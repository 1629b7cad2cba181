/// Errors from the storage backend.
#[derive(Debug, thiserror::Error)]
pub enum StoreError {
    #[error("redis: {0}")]
    Redis(#[from] redis::RedisError),

    #[error("redis did not answer within {0:?}")]
    ConnectTimeout(std::time::Duration),
}
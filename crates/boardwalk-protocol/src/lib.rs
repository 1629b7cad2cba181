//! Wire protocol for Boardwalk.
//!
//! Defines the request/ack/broadcast message set ([`Request`],
//! [`ClientIntent`], [`ServerMessage`]) and the [`Codec`] abstraction
//! used to move them over a transport. Game state appears on the wire
//! only as [`boardwalk_game::PublicRoom`] snapshots.
//!
//! This crate knows nothing about connections or rooms; it only shapes
//! bytes.

mod codec;
mod error;
mod types;

pub use codec::Codec;
#[cfg(feature = "json")]
pub use codec::JsonCodec;
pub use error::ProtocolError;
pub use types::{clamp_chat, ClientIntent, Request, ServerMessage, MAX_CHAT_LEN};
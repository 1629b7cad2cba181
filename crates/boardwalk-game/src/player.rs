//! One seat in a room.

use serde::{Deserialize, Serialize};

use crate::PlayerId;

/// Cash every player starts with.
pub const STARTING_MONEY: i64 = 1500;

/// Display names are capped at this many characters.
pub const MAX_NAME_LEN: usize = 20;

/// Trims and truncates a display name; empty input falls back to "Player".
pub fn normalize_name(name: &str) -> String {
    let trimmed = name.trim();
    if trimmed.is_empty() {
        return "Player".to_string();
    }
    trimmed.chars().take(MAX_NAME_LEN).collect()
}

/// A player's mutable record inside a room.
///
/// Created on join, mutated only by [`Room`](crate::Room) operations,
/// never removed from the roster — bankruptcy and disconnect-timeout
/// mark the seat dead but keep it visible for display.
#[derive(Debug, Clone, PartialEq, Serialize, Deserialize)]
pub struct Player {
    pub id: PlayerId,
    pub name: String,
    pub money: i64,
    pub position: u8,
    pub in_jail: bool,
    pub jail_turns_left: u8,
    pub get_out_of_jail_free: u8,
    pub ready: bool,
    pub bankrupt: bool,
    /// Fixed turn-order slot, assigned at join and never reassigned.
    pub order_index: usize,
    pub last_dice: [u8; 2],
    /// Consecutive doubles within the current turn chain (0..=3).
    pub doubles_count: u8,
    /// Epoch-millis of the disconnect, while the rejoin window is open.
    #[serde(default, skip_serializing_if = "Option::is_none")]
    pub disconnected_at: Option<u64>,
}

impl Player {
    /// Creates a fresh seat at Go with starting cash.
    pub fn new(id: PlayerId, name: &str) -> Self {
        Self {
            id,
            name: normalize_name(name),
            money: STARTING_MONEY,
            position: 0,
            in_jail: false,
            jail_turns_left: 0,
            get_out_of_jail_free: 0,
            ready: false,
            bankrupt: false,
            order_index: 0,
            last_dice: [0, 0],
            doubles_count: 0,
            disconnected_at: None,
        }
    }

    /// Effectively bankrupt: the flag is set, or the balance is negative.
    ///
    /// The flag and the balance can disagree — a tax debit drives money
    /// negative without setting the flag (see the room's landing rules) —
    /// so turn advancement and win detection use this combined predicate.
    pub fn is_bankrupt(&self) -> bool {
        self.bankrupt || self.money < 0
    }

    /// Inside the rejoin window after a disconnect.
    pub fn is_disconnected(&self) -> bool {
        self.disconnected_at.is_some()
    }
}
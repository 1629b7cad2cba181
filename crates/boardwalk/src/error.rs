//! Unified error type for the server crate.

use boardwalk_engine::EngineError;
use boardwalk_protocol::ProtocolError;
use boardwalk_store::StoreError;
use boardwalk_transport::TransportError;

/// Top-level error wrapping every layer's failures.
#[derive(Debug, thiserror::Error)]
pub enum BoardwalkError {
    #[error(transparent)]
    Transport(#[from] TransportError),

    #[error(transparent)]
    Protocol(#[from] ProtocolError),

    #[error(transparent)]
    Engine(#[from] EngineError),

    #[error(transparent)]
    Store(#[from] StoreError),
}

#[cfg(test)]
mod tests {
    use super::*;
    use boardwalk_game::RoomCode;

    #[test]
    fn test_from_transport_error() {
        let err = TransportError::ConnectionClosed("gone".into());
        let top: BoardwalkError = err.into();
        assert!(matches!(top, BoardwalkError::Transport(_)));
        assert!(top.to_string().contains("gone"));
    }

    #[test]
    fn test_from_engine_error() {
        let err = EngineError::NotFound(RoomCode::normalized("ABCDEF"));
        let top: BoardwalkError = err.into();
        assert!(matches!(top, BoardwalkError::Engine(_)));
    }
}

### TO DO
What you return must match the listing exactly, with nothing missing.

### FINISHED TASK
repository 1629b7cad2cba181
/// Errors from the storage backend.
#[derive(Debug, thiserror::Error)]
pub enum StoreError {
    #[error("redis: {0}")]
    Redis(#[from] redis::RedisError),

    #[error("redis did not answer within {0:?}")]
    ConnectTimeout(std::time::Duration),
}
filename crates/boardwalk-protocol/src/lib.rs
repository 1629b7cad2cba181
//! Wire protocol for Boardwalk.
//!
//! Defines the request/ack/broadcast message set ([`Request`],
//! [`ClientIntent`], [`ServerMessage`]) and the [`Codec`] abstraction
//! used to move them over a transport. Game state appears on the wire
//! only as [`boardwalk_game::PublicRoom`] snapshots.
//!
//! This crate knows nothing about connections or rooms; it only shapes
//! bytes.

mod codec;
mod error;
mod types;

pub use codec::Codec;
#[cfg(feature = "json")]
pub use codec::JsonCodec;
pub use error::ProtocolError;
pub use types::{clamp_chat, ClientIntent, Request, ServerMessage, MAX_CHAT_LEN};
repository 1629b7cad2cba181
filename crates/boardwalk-game/src/player.rs
//! One seat in a room.

use serde::{Deserialize, Serialize};

use crate::PlayerId;

/// Cash every player starts with.
pub const STARTING_MONEY: i64 = 1500;

/// Display names are capped at this many characters.
pub const MAX_NAME_LEN: usize = 20;

/// Trims and truncates a display name; empty input falls back to "Player".
pub fn normalize_name(name: &str) -> String {
    let trimmed = name.trim();
    if trimmed.is_empty() {
        return "Player".to_string();
    }
    trimmed.chars().take(MAX_NAME_LEN).collect()
}

/// A player's mutable record inside a room.
///
/// Created on join, mutated only by [`Room`](crate::Room) operations,
/// never removed from the roster — bankruptcy and disconnect-timeout
/// mark the seat dead but keep it visible for display.
#[derive(Debug, Clone, PartialEq, Serialize, Deserialize)]
pub struct Player {
    pub id: PlayerId,
    pub name: String,
    pub money: i64,
    pub position: u8,
    pub in_jail: bool,
    pub jail_turns_left: u8,
    pub get_out_of_jail_free: u8,
    pub ready: bool,
    pub bankrupt: bool,
    /// Fixed turn-order slot, assigned at join and never reassigned.
    pub order_index: usize,
    pub last_dice: [u8; 2],
    /// Consecutive doubles within the current turn chain (0..=3).
    pub doubles_count: u8,
    /// Epoch-millis of the disconnect, while the rejoin window is open.
    #[serde(default, skip_serializing_if = "Option::is_none")]
    pub disconnected_at: Option<u64>,
}

impl Player {
    /// Creates a fresh seat at Go with starting cash.
    pub fn new(id: PlayerId, name: &str) -> Self {
        Self {
            id,
            name: normalize_name(name),
            money: STARTING_MONEY,
            position: 0,
            in_jail: false,
            jail_turns_left: 0,
            get_out_of_jail_free: 0,
            ready: false,
            bankrupt: false,
            order_index: 0,
            last_dice: [0, 0],
            doubles_count: 0,
            disconnected_at: None,
        }
    }

    /// Effectively bankrupt: the flag is set, or the balance is negative.
    ///
    /// The flag and the balance can disagree — a tax debit drives money
    /// negative without setting the flag (see the room's landing rules) —
    /// so turn advancement and win detection use this combined predicate.
    pub fn is_bankrupt(&self) -> bool {
        self.bankrupt || self.money < 0
    }

    /// Inside the rejoin window after a disconnect.
    pub fn is_disconnected(&self) -> bool {
        self.disconnected_at.is_some()
    }
}
repository 1629b7cad2cba181
filename crates/boardwalk/src/error.rs
//! Unified error type for the server crate.

use boardwalk_engine::EngineError;
use boardwalk_protocol::ProtocolError;
use boardwalk_store::StoreError;
use boardwalk_transport::TransportError;

/// Top-level error wrapping every layer's failures.
#[derive(Debug, thiserror::Error)]
pub enum BoardwalkError {
    #[error(transparent)]
    Transport(#[from] TransportError),

    #[error(transparent)]
    Protocol(#[from] ProtocolError),

    #[error(transparent)]
    Engine(#[from] EngineError),

    #[error(transparent)]
    Store(#[from] StoreError),
}

#[cfg(test)]
mod tests {
    use super::*;
    use boardwalk_game::RoomCode;

    #[test]
    fn test_from_transport_error() {
        let err = TransportError::ConnectionClosed("gone".into());
        let top: BoardwalkError = err.into();
        assert!(matches!(top, BoardwalkError::Transport(_)));
        assert!(top.to_string().contains("gone"));
    }

    #[test]
    fn test_from_engine_error() {
        let err = EngineError::NotFound(RoomCode::normalized("ABCDEF"));
        let top: BoardwalkError = err.into();
        assert!(matches!(top, BoardwalkError::Engine(_)));
    }
}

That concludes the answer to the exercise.